If TinCup stands at a confusing crossroads, it pales beside Stranahan's, Graber's craft-whiskey offering. The result of a bit of distillery mad science, Stranahan's came about as a partnership with a brewery. "I was doing what I called 'practical experiments with distillation,' which sounds a lot better than 'moonshining,'" Graber explains. "I came across a couple of kegs of Flying Dog Beer and asked the brewers if I could distill them. They said 'sure, but why would you want to?' I told them that, even though the beer was flat, it still had alcohol, which I could use." The finished product was a hopped, malted-barley whiskey that, Graber says, "was cleaner-tasting than the corn mash whiskey that I'd been experimenting with."
His experiments eventually led to Stranahan's, a whiskey made from 100% malted barley. Legally, it would be classified as a "malt whiskey," a term that carries a lot of weight among Scotch drinkers, but isn't generally associated with American-made whiskies. And lest the Scotch comparisons come too easily, Graber has further confused things with his production method. In most Scotches, the barley is dried over peat fires and the distillate is aged in used bourbon barrels.
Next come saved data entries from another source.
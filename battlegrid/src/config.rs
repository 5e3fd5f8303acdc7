//! Tunable parameters of a game.
use thiserror::Error;

use crate::{board::PlacementGenerator, ships::Fleet};

/// Side length of the default board.
pub const BOARD_SIZE: i32 = 6;

/// Retry budget for every bounded random search.
pub const MAX_ATTEMPTS: usize = 10_000;

/// Reason a [`GameConfig`] cannot be played.
#[derive(Debug, Error, Copy, Clone, Eq, PartialEq)]
pub enum ConfigError {
    /// The board has no cells.
    #[error("board size must be positive, got {0}")]
    EmptyBoard(i32),
    /// No vessels to place.
    #[error("the fleet has no vessels")]
    EmptyFleet,
    /// The vessel at this index of the fleet has no cells.
    #[error("vessel {0} of the fleet has length 0")]
    ZeroLengthVessel(usize),
    /// A retry budget of zero can never succeed.
    #[error("the retry budget must allow at least one attempt")]
    ZeroAttempts,
}

/// Settings shared by both sides of every round.
#[derive(Debug, Clone, Eq, PartialEq)]
pub struct GameConfig {
    /// Side length of each grid.
    pub board_size: i32,
    /// Vessels placed on each grid, in order.
    pub fleet: Fleet,
    /// Attempts allowed for each random placement, grid restart, and computer shot.
    pub max_attempts: usize,
}

impl GameConfig {
    /// Check that a game can be set up with these settings.
    pub fn validate(&self) -> Result<(), ConfigError> {
        if self.board_size <= 0 {
            return Err(ConfigError::EmptyBoard(self.board_size));
        }
        if self.fleet.is_empty() {
            return Err(ConfigError::EmptyFleet);
        }
        if let Some(index) = self.fleet.lengths().iter().position(|&len| len == 0) {
            return Err(ConfigError::ZeroLengthVessel(index));
        }
        if self.max_attempts == 0 {
            return Err(ConfigError::ZeroAttempts);
        }
        Ok(())
    }

    /// Validate the config and build the matching [`PlacementGenerator`].
    pub fn placement_generator(&self) -> Result<PlacementGenerator, ConfigError> {
        self.validate()?;
        Ok(PlacementGenerator::from_config(self))
    }
}

impl Default for GameConfig {
    fn default() -> Self {
        Self {
            board_size: BOARD_SIZE,
            fleet: Fleet::standard(),
            max_attempts: MAX_ATTEMPTS,
        }
    }
}

#[cfg(test)]
mod tests {
    use super::*;

    #[test]
    fn default_is_valid() {
        let config = GameConfig::default();
        assert_eq!(config.board_size, 6);
        assert_eq!(config.max_attempts, 10_000);
        assert_eq!(config.validate(), Ok(()));
    }

    #[test]
    fn rejects_unplayable_settings() {
        let mut config = GameConfig::default();
        config.board_size = 0;
        assert_eq!(config.validate(), Err(ConfigError::EmptyBoard(0)));

        let mut config = GameConfig::default();
        config.fleet = Fleet::new(vec![2, 0]);
        assert_eq!(config.validate(), Err(ConfigError::ZeroLengthVessel(1)));

        let mut config = GameConfig::default();
        config.fleet = Fleet::new(Vec::new());
        assert_eq!(config.validate(), Err(ConfigError::EmptyFleet));

        let mut config = GameConfig::default();
        config.max_attempts = 0;
        assert!(config.placement_generator().is_err());
    }
}
//! Playing the game: the strategies that pick targets and the round that alternates
//! between them.
//!
//! [`TargetedAgent`] shoots where the human tells it to, [`RandomAgent`] shoots at
//! uniformly random cells. A [`Round`] only depends on the [`TurnAgent`] capability, and
//! keeps handing the turn to the same side until it misses.

pub use self::{
    agent::{
        parse_target, InputSource, RandomAgent, RejectionSink, Shot, TargetedAgent, TurnAgent,
        TARGET_PROMPT,
    },
    errors::{MalformedInput, Rejection, TurnError},
    round::{Round, RoundState, Side, TurnReport},
};

mod agent;
mod errors;
mod round;
//! Coordinates and the rectangular regions built from them.
use std::fmt;

use rand::{distributions::Distribution, Rng};

/// The coordinates of a cell on a [`Grid`][crate::board::Grid].
///
/// Components are signed so that regions extending past the edge of the board (such as
/// the buffer around a vessel on the first row) can be expressed directly.
#[derive(Debug, Copy, Clone, Eq, PartialEq, Hash)]
pub struct Coordinate {
    /// Horizontal position of the cell.
    pub x: i32,
    /// Vertical position of the cell.
    pub y: i32,
}

impl Coordinate {
    /// Construct a [`Coordinate`] from the given `x` and `y`.
    pub const fn new(x: i32, y: i32) -> Self {
        Self { x, y }
    }

    /// Get the coordinate displaced by `dx` and `dy`.
    pub fn offset(self, dx: i32, dy: i32) -> Self {
        Self::new(self.x + dx, self.y + dy)
    }
}

impl fmt::Display for Coordinate {
    fn fmt(&self, f: &mut fmt::Formatter) -> fmt::Result {
        write!(f, "({}, {})", self.x, self.y)
    }
}

impl From<(i32, i32)> for Coordinate {
    /// Construct a [`Coordinate`] from the given `(x, y)` pair.
    fn from((x, y): (i32, i32)) -> Self {
        Self::new(x, y)
    }
}

impl From<Coordinate> for (i32, i32) {
    /// Convert the [`Coordinate`] into an `(x, y)` pair.
    fn from(coord: Coordinate) -> Self {
        (coord.x, coord.y)
    }
}

/// Inclusive axis-aligned rectangle of coordinates. May extend outside of any board.
#[derive(Debug, Copy, Clone, Eq, PartialEq, Hash)]
pub struct Rect {
    /// Corner with the smallest `x` and `y`.
    min: Coordinate,
    /// Corner with the largest `x` and `y`.
    max: Coordinate,
}

impl Rect {
    /// Construct the smallest [`Rect`] containing both corners.
    pub fn spanning(a: Coordinate, b: Coordinate) -> Self {
        Self {
            min: Coordinate::new(a.x.min(b.x), a.y.min(b.y)),
            max: Coordinate::new(a.x.max(b.x), a.y.max(b.y)),
        }
    }

    /// Corner with the smallest components.
    pub fn min(&self) -> Coordinate {
        self.min
    }

    /// Corner with the largest components.
    pub fn max(&self) -> Coordinate {
        self.max
    }

    /// Grow the rectangle by `by` cells in every direction.
    pub fn expanded(self, by: i32) -> Self {
        Self {
            min: self.min.offset(-by, -by),
            max: self.max.offset(by, by),
        }
    }

    /// Returns true if the coordinate lies inside this rectangle, edges included.
    pub fn contains(&self, coord: Coordinate) -> bool {
        (self.min.x..=self.max.x).contains(&coord.x) && (self.min.y..=self.max.y).contains(&coord.y)
    }

    /// Iterate every coordinate of the rectangle, row by row.
    pub fn iter(&self) -> impl Iterator<Item = Coordinate> {
        let Rect { min, max } = *self;
        (min.y..=max.y).flat_map(move |y| (min.x..=max.x).map(move |x| Coordinate::new(x, y)))
    }
}

/// Square playing area covering `[0, size)` on both axes.
///
/// Doubles as the uniform distribution over its cells, so a random target is just
/// `rng.sample(grid.area())`.
#[derive(Debug, Copy, Clone, Eq, PartialEq, Hash)]
pub struct Area {
    size: i32,
}

impl Area {
    /// Create an [`Area`] with the given side length. Panics if `size` is not positive.
    pub fn new(size: i32) -> Self {
        match Self::try_new(size) {
            Some(area) => area,
            None => panic!("Area must have a positive size, got {}", size),
        }
    }

    /// Create an [`Area`] with the given side length. Returns `None` if `size` is not
    /// positive.
    pub fn try_new(size: i32) -> Option<Self> {
        if size > 0 {
            Some(Self { size })
        } else {
            None
        }
    }

    /// Side length of the area.
    pub fn size(&self) -> i32 {
        self.size
    }

    /// Number of cells in the area.
    pub fn total_size(&self) -> usize {
        self.size as usize * self.size as usize
    }

    /// Check if the given [`Coordinate`] is inside the area.
    #[inline]
    pub fn contains(&self, coord: Coordinate) -> bool {
        (0..self.size).contains(&coord.x) && (0..self.size).contains(&coord.y)
    }

    /// Convert a coordinate to a linear index. Returns `None` if it is out of bounds.
    pub fn try_linearize(&self, coord: Coordinate) -> Option<usize> {
        if self.contains(coord) {
            Some(coord.y as usize * self.size as usize + coord.x as usize)
        } else {
            None
        }
    }

    /// Get an iterator over rows of this area. Each row is an iterator over the
    /// coordinates of that row.
    pub fn iter_rows(&self) -> impl Iterator<Item = impl Iterator<Item = Coordinate>> {
        let size = self.size;
        (0..size).map(move |y| (0..size).map(move |x| Coordinate::new(x, y)))
    }
}

impl Distribution<Coordinate> for Area {
    fn sample<R: Rng + ?Sized>(&self, rng: &mut R) -> Coordinate {
        Coordinate::new(rng.gen_range(0, self.size), rng.gen_range(0, self.size))
    }
}

#[cfg(test)]
mod tests {
    use super::*;

    use rand::{rngs::StdRng, SeedableRng};

    #[test]
    fn rect_expansion_reaches_past_edges() {
        let rect = Rect::spanning(Coordinate::new(2, 0), Coordinate::new(0, 0)).expanded(1);
        assert_eq!(rect.min(), Coordinate::new(-1, -1));
        assert_eq!(rect.max(), Coordinate::new(3, 1));
        assert_eq!(rect.iter().count(), 15);
        assert!(rect.contains(Coordinate::new(-1, 1)));
        assert!(!rect.contains(Coordinate::new(4, 0)));
    }

    #[test]
    fn area_bounds() {
        let area = Area::new(6);
        assert!(area.contains(Coordinate::new(0, 0)));
        assert!(area.contains(Coordinate::new(5, 5)));
        assert!(!area.contains(Coordinate::new(6, 0)));
        assert!(!area.contains(Coordinate::new(0, -1)));
        assert_eq!(area.try_linearize(Coordinate::new(1, 2)), Some(13));
        assert_eq!(area.try_linearize(Coordinate::new(-1, 2)), None);
        assert!(Area::try_new(0).is_none());
    }

    #[test]
    fn sampled_coordinates_stay_inside() {
        let area = Area::new(6);
        let mut rng = StdRng::seed_from_u64(7);
        for _ in 0..1000 {
            assert!(area.contains(rng.sample(area)));
        }
    }

    #[test]
    fn display_matches_pair_format() {
        assert_eq!(Coordinate::new(3, -1).to_string(), "(3, -1)");
    }
}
Stranahan's, on the other hand, is unpeated, unsmoked and aged in new oak barrels.
To put it mildly, Stranahan's is at a crossroads. "American malt whiskey" is a meaningless term for consumers, and the name "Scotch" is inaccurate, both from a technique and a terroir perspective. Oregon's Clear Creek Distillery, which makes a whiskey from Scottish malted barley, calls their product "Oregon Single Malt," and Yamazaki Single Malt – the so-called "best Scotch in the world" – doesn't actually call itself a Scotch.
As with TinCup, Graber cut through the linguistic fog with Stranahan's. He called it "Colorado whiskey," bottled it at 84 proof and stood back. It soon gained a strong following among craft whiskey drinkers, who appreciated its smooth flavor and – perversely – seemed to enjoy the fact that it was all but impossible to get outside of Colorado. This year, however, Graber announced that the whiskey is going to be sold across the country.
It's not hard to see why Stranahan's has so many fans: it's got the smooth character of a single malt, but doesn't have any of the smoky, peaty or seaweedy flavors of a Scotch. It makes a good, comforting tipple neat or on the rocks – and, unlike most Scotches, it also mixes easily. Then again, at $57 for a fifth, it's a bit pricey to use as a cocktail base.
So, having produced two distinctive, idiosyncratic whiskeys and sold them under two legally meaningless designations, Jess Graber has created a couple of delicious quandaries. Getting back to the original question – "What is Colorado whiskey?" – and, of course, to the subsequent question – "What is American whiskey?" – it's pretty clear that the simple answer is "whatever the hell Jess Graber says it is."